For children with cerebral palsy – a physical condition that affects movement as a result of damage to the motor control centres of the brain – it is vital that parents encourage their offspring to do their exercises regularly at home. Too proud to take on that duty himself, Asadullah nevertheless appreciates why it is important. “I teach my wife and daughter the exercises I am given for my son to practice,” he said. “They take care of him.”
Improvement, if slow, is surely there. “It would have been difficult for Enamullah to do those kind of detailed activities at the beginning,” observed Faridoon, pointing to the now completed peg board. “We can also help him to walk better, and not to fall. "
And he added thoughtfully, “We can improve his life but we can’t repair it.”
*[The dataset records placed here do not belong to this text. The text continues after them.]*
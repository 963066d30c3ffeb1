//! binadd: gate-level binary adder simulator.
//!
//! Adds two integers through half adders, full adders and a ripple-carry
//! chain, in unsigned or two's-complement mode.
//!
//! Operands come from the command line or, when omitted, from an
//! interactive prompt on stdin.

use std::io;
use std::path::{Path, PathBuf};
use std::process::ExitCode;

use adder_kernel::Adder;
use adder_runtime::config::ConfigArgs;
use adder_runtime::console::{render_result, run_session, Console};
use adder_runtime::report::{build_report, encode_report, export_report_to_file, import_report_from_file};
use adder_runtime::verify::compare_with_native;
use anyhow::{bail, Context, Result};
use clap::{Args, Parser, Subcommand};
use tracing::{info, warn};
use tracing_subscriber::{layer::SubscriberExt, util::SubscriberInitExt, EnvFilter};

#[derive(Parser)]
#[command(name = "binadd")]
#[command(version)]
#[command(about = "Gate-level binary adder simulator", long_about = None)]
#[command(args_conflicts_with_subcommands = true)]
struct Cli {
    #[command(subcommand)]
    command: Option<Commands>,

    #[command(flatten)]
    add: AddArgs,
}

#[derive(Subcommand)]
enum Commands {
    /// Add two integers (the default command)
    Add(AddArgs),

    /// Re-run a saved report and check its digest
    Verify {
        /// Report file written by `add --output`
        #[arg(value_name = "REPORT")]
        path: PathBuf,
    },
}

#[derive(Args)]
struct AddArgs {
    #[command(flatten)]
    config: ConfigArgs,

    /// Print the JSON report instead of the column view
    #[arg(long)]
    json: bool,

    /// Show every full-adder step and enable kernel trace logging
    #[arg(long)]
    trace: bool,

    /// Also write the JSON report to this file
    #[arg(short, long, value_name = "PATH")]
    output: Option<PathBuf>,

    /// Two integers; prompted for when omitted
    #[arg(value_name = "INTEGER", num_args = 0..=2, allow_negative_numbers = true)]
    operands: Vec<String>,
}

fn main() -> ExitCode {
    let cli = Cli::parse();

    let trace = match &cli.command {
        Some(Commands::Add(args)) => args.trace,
        Some(Commands::Verify { .. }) => false,
        None => cli.add.trace,
    };
    init_tracing(trace);

    let outcome = match cli.command {
        Some(Commands::Add(args)) => cmd_add(args),
        Some(Commands::Verify { path }) => cmd_verify(&path),
        None => cmd_add(cli.add),
    };

    match outcome {
        Ok(()) => ExitCode::SUCCESS,
        Err(err) => {
            eprintln!("error: {:#}", err);
            ExitCode::FAILURE
        }
    }
}

fn init_tracing(trace: bool) {
    let default_filter = if trace {
        "binadd=info,adder_runtime=debug,adder_kernel=trace"
    } else {
        "binadd=info,adder_runtime=info,adder_kernel=warn"
    };
    tracing_subscriber::registry()
        .with(EnvFilter::try_from_default_env().unwrap_or_else(|_| default_filter.into()))
        .with(tracing_subscriber::fmt::layer().with_writer(io::stderr))
        .init();
}

fn cmd_add(args: AddArgs) -> Result<()> {
    let config = args.config.to_config().context("invalid configuration")?;
    let adder = Adder::new(config);

    let result = match args.operands.as_slice() {
        [] => {
            let stdin = io::stdin();
            let mut console = Console::new(stdin.lock(), io::stdout());
            run_session(&adder, &mut console)?
        }
        [first, second] => adder.add_text(first, second)?,
        _ => bail!("expected two integers, got {}", args.operands.len()),
    };

    let check = compare_with_native(&result);
    if !check.matches {
        warn!(simulated = check.simulated, native = check.native, "simulated sum differs from native arithmetic");
    }

    let report = build_report(&adder, result);
    if let Some(path) = &args.output {
        export_report_to_file(&report, path)
            .with_context(|| format!("failed to write report to {}", path.display()))?;
        info!(path = %path.display(), digest = %report.digest, "report written");
    }

    if args.json {
        println!("{}", encode_report(&report)?);
    } else {
        print!("{}", render_result(&report.result, args.trace));
    }
    Ok(())
}

fn cmd_verify(path: &Path) -> Result<()> {
    let report = import_report_from_file(path)
        .with_context(|| format!("report {} failed verification", path.display()))?;
    let check = compare_with_native(&report.result);

    println!("[OK] {} verified", path.display());
    println!("  digest:    {}", report.digest);
    println!("  mode:      {}", report.config.mode);
    println!("  result:    {} ({})", report.result.bits, report.result.value);
    println!(
        "  native:    {} (exact {}){}",
        check.native,
        check.exact,
        if check.matches { "" } else { "  MISMATCH" }
    );
    if !check.matches {
        bail!("simulated result differs from native arithmetic");
    }
    Ok(())
}
//! Adder Kernel v1: Canonical Hashing
//!
//! Deterministic canonical serialization + SHA-256 hashing of an
//! addition result.
//!
//! Rules:
//!   - Fixed field order, kernel_version first
//!   - Bit sequences as `0`/`1` strings
//!   - Full-adder steps excluded (derivable from the operands)
//!   - UTF-8 JSON, no whitespace

use serde_json::{Map, Value};
use sha2::{Digest, Sha256};

use crate::domain::{AdditionResult, BitSeq, Operand};
use crate::KERNEL_VERSION;

/// Canonical serialization of an AdditionResult to UTF-8 JSON bytes.
pub fn canonical_serialize(result: &AdditionResult) -> Vec<u8> {
    build_canonical_value(result).to_string().into_bytes()
}

/// SHA-256 of the canonical serialization. Lowercase hex string.
pub fn canonical_hash(result: &AdditionResult) -> String {
    let digest = Sha256::digest(canonical_serialize(result));
    digest.iter().map(|b| format!("{:02x}", b)).collect()
}

fn bits_value(bits: &BitSeq) -> Value {
    Value::String(bits.to_string())
}

fn operand_value(operand: &Operand) -> Value {
    let mut map = Map::new();
    map.insert("value".to_string(), Value::Number(operand.value.into()));
    map.insert("bits".to_string(), bits_value(&operand.bits));
    Value::Object(map)
}

/// Field order: kernel_version, mode, operands, width, raw_sum, bits,
///              value, truncated, overflow
fn build_canonical_value(result: &AdditionResult) -> Value {
    let mut root = Map::new();
    root.insert(
        "kernel_version".to_string(),
        Value::Number(i64::from(KERNEL_VERSION).into()),
    );
    root.insert(
        "mode".to_string(),
        Value::String(result.mode.as_str().to_string()),
    );
    root.insert(
        "operands".to_string(),
        Value::Array(result.operands.iter().map(operand_value).collect()),
    );
    root.insert(
        "width".to_string(),
        Value::Number((result.width as u64).into()),
    );
    root.insert("raw_sum".to_string(), bits_value(&result.raw_sum));
    root.insert("bits".to_string(), bits_value(&result.bits));
    root.insert("value".to_string(), Value::Number(result.value.into()));
    root.insert("truncated".to_string(), Value::Bool(result.truncated));
    root.insert("overflow".to_string(), Value::Bool(result.overflow));
    Value::Object(root)
}
//! Adder Kernel v1: Engine
//!
//! Top-level orchestrator for one addition:
//!   text → codec → normalizer → ripple engine → (signed) post-processor
//!
//! The engine holds only its configuration. Each call owns every
//! intermediate sequence it creates.

use tracing::{debug, info};

use crate::codec::{decode, encode, encode_text};
use crate::domain::{AdderConfig, AdditionResult, Bit, BitSeq, Mode, Operand};
use crate::error::AdderResult;
use crate::normalize::extend;
use crate::ripple::ripple_sum_traced;
use crate::signed::resolve_signed_sum;

/// Stateless adder bound to a mode and operand range.
#[derive(Debug, Clone, Default)]
pub struct Adder {
    config: AdderConfig,
}

impl Adder {
    pub fn new(config: AdderConfig) -> Self {
        Self { config }
    }

    pub fn config(&self) -> &AdderConfig {
        &self.config
    }

    /// Parse both tokens, then add. The first invalid token aborts the
    /// whole computation.
    pub fn add_text(&self, first: &str, second: &str) -> AdderResult<AdditionResult> {
        let (x, encoded_x) = encode_text(first, &self.config)?;
        let (y, encoded_y) = encode_text(second, &self.config)?;
        Ok(self.add_encoded(x, encoded_x, y, encoded_y))
    }

    /// Add two host integers through the gate-level pipeline:
    ///   1. Encode both operands (range-checked)
    ///   2. Normalize to a common width (at least one bit)
    ///   3. Ripple-carry sum
    ///   4. Unsigned: decode the sum as is
    ///      Signed: truncate to width, split sign, re-negate if negative
    pub fn add(&self, x: i64, y: i64) -> AdderResult<AdditionResult> {
        let encoded_x = encode(x, &self.config)?;
        let encoded_y = encode(y, &self.config)?;
        Ok(self.add_encoded(x, encoded_x, y, encoded_y))
    }

    fn add_encoded(&self, x: i64, encoded_x: BitSeq, y: i64, encoded_y: BitSeq) -> AdditionResult {
        let mode = self.config.mode;
        let width = encoded_x.len().max(encoded_y.len()).max(1);
        debug!(x_len = encoded_x.len(), y_len = encoded_y.len(), width, "normalizing operands");
        let left = extend(mode, &encoded_x, width);
        let right = extend(mode, &encoded_y, width);

        let (raw_sum, steps) = ripple_sum_traced(&left, &right);

        let result = match mode {
            Mode::Unsigned => AdditionResult {
                mode,
                value: decode(&raw_sum),
                bits: raw_sum.clone(),
                raw_sum,
                sign: None,
                truncated: false,
                overflow: false,
                width,
                steps,
                operands: [
                    Operand { value: x, bits: left },
                    Operand { value: y, bits: right },
                ],
            },
            Mode::Signed => {
                let resolved = resolve_signed_sum(&raw_sum, width);
                let sign_x = left.sign().unwrap_or(Bit::Zero);
                let sign_y = right.sign().unwrap_or(Bit::Zero);
                // Same-signed operands with a differently signed sum wrapped.
                let overflow = sign_x == sign_y && resolved.sign != sign_x;
                AdditionResult {
                    mode,
                    value: resolved.value,
                    bits: resolved.bits,
                    raw_sum,
                    sign: Some(resolved.sign),
                    truncated: resolved.truncated,
                    overflow,
                    width,
                    steps,
                    operands: [
                        Operand { value: x, bits: left },
                        Operand { value: y, bits: right },
                    ],
                }
            }
        };

        info!(
            mode = %mode,
            x,
            y,
            bits = %result.bits,
            value = result.value,
            overflow = result.overflow,
            "addition complete"
        );
        result
    }
}

#[cfg(test)]
mod tests {
    use super::*;
    use crate::codec::MAX_SAFE_INTEGER;

    fn bits(s: &str) -> BitSeq {
        s.parse().unwrap()
    }

    #[test]
    fn test_unsigned_five_plus_three() {
        let r = Adder::new(AdderConfig::unsigned()).add_text("5", "3").unwrap();
        assert_eq!(r.operands[0].bits, bits("101"));
        assert_eq!(r.operands[1].bits, bits("011"));
        assert_eq!(r.bits, bits("1000"));
        assert_eq!(r.value, 8);
        assert_eq!(r.width, 3);
        assert_eq!(r.sign, None);
        assert_eq!(r.steps.len(), 4);
    }

    #[test]
    fn test_signed_five_plus_minus_three() {
        let r = Adder::new(AdderConfig::signed()).add_text("5", "-3").unwrap();
        assert_eq!(r.operands[1].bits, bits("1101"));
        assert_eq!(r.raw_sum, bits("10010"));
        assert_eq!(r.bits, bits("0010"));
        assert_eq!(r.value, 2);
        assert!(r.truncated);
        assert!(!r.overflow);
    }

    #[test]
    fn test_signed_minus_five_plus_minus_three() {
        let r = Adder::new(AdderConfig::signed()).add_text("-5", "-3").unwrap();
        assert_eq!(r.bits, bits("1000"));
        assert_eq!(r.sign, Some(Bit::One));
        assert_eq!(r.value, -8);
        assert!(!r.overflow);
    }

    #[test]
    fn test_zero_plus_zero_is_single_zero_bit() {
        for cfg in [AdderConfig::unsigned(), AdderConfig::signed()] {
            let r = Adder::new(cfg).add_text("0", "0").unwrap();
            assert_eq!(r.value, 0);
            assert_eq!(r.bits, bits("0"));
        }
    }

    #[test]
    fn test_signed_wraps_at_fixed_width() {
        // 0101 + 0011 = 1000 in four bits
        let r = Adder::new(AdderConfig::signed()).add(5, 3).unwrap();
        assert_eq!(r.bits, bits("1000"));
        assert_eq!(r.value, -8);
        assert!(r.overflow);
        assert!(!r.truncated);
    }

    #[test]
    fn test_unsigned_max_safe_integer_grows_one_bit() {
        let r = Adder::new(AdderConfig::unsigned())
            .add(MAX_SAFE_INTEGER, MAX_SAFE_INTEGER)
            .unwrap();
        assert_eq!(r.width, 53);
        assert_eq!(r.bits.len(), 54);
        assert_eq!(r.value, 2 * MAX_SAFE_INTEGER);
    }

    #[test]
    fn test_text_and_integer_entry_agree() {
        let adder = Adder::new(AdderConfig::signed());
        assert_eq!(adder.add_text(" -37 ", "+64").unwrap(), adder.add(-37, 64).unwrap());
    }

    #[test]
    fn test_errors_propagate() {
        let adder = Adder::default();
        assert!(adder.add_text("abc", "1").unwrap_err().is_parse());
        assert!(adder.add_text("1", "abc").unwrap_err().is_parse());
        assert!(adder.add_text("9007199254740992", "1").unwrap_err().is_range());
        assert!(adder.add(-1, 1).unwrap_err().is_range());
    }
}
It is perhaps this finding of solutions to what would seem insoluble difficulties that makes the Orthopaedic Centre such an inspiring place to spend an afternoon. But there is other magic there, also. The place is a haven of quiet amidst a chaos of traffic. The compound, unlike much of Kabul, is not surrounded by concrete blast walls but with a simple green iron railing. Guards stand at the gate and search every visitor for weapons, which are banned. Cars are also controlled. The guards smile.
Just before the warmth of the afternoon began to fade and the patients lying in their hospital beds were wheeled back inside, a man wearing a traditional shirt and trousers known as a shalwar kameez approached a friend lying prone on a mattress. No words were exchanged between them, just gestures. Thumbs up. Thumbs down. Then thumbs cautiously up again… a clasping of hands, a farewell greeting, and th e two parted.
It was such a simple moment, but it summed up all that is good about the work that is going on in Ali Abad. It spoke of compassion and caring. It spoke of friendship and community. It said to the patient – a young man with extraordinary blue eyes – you are not alone.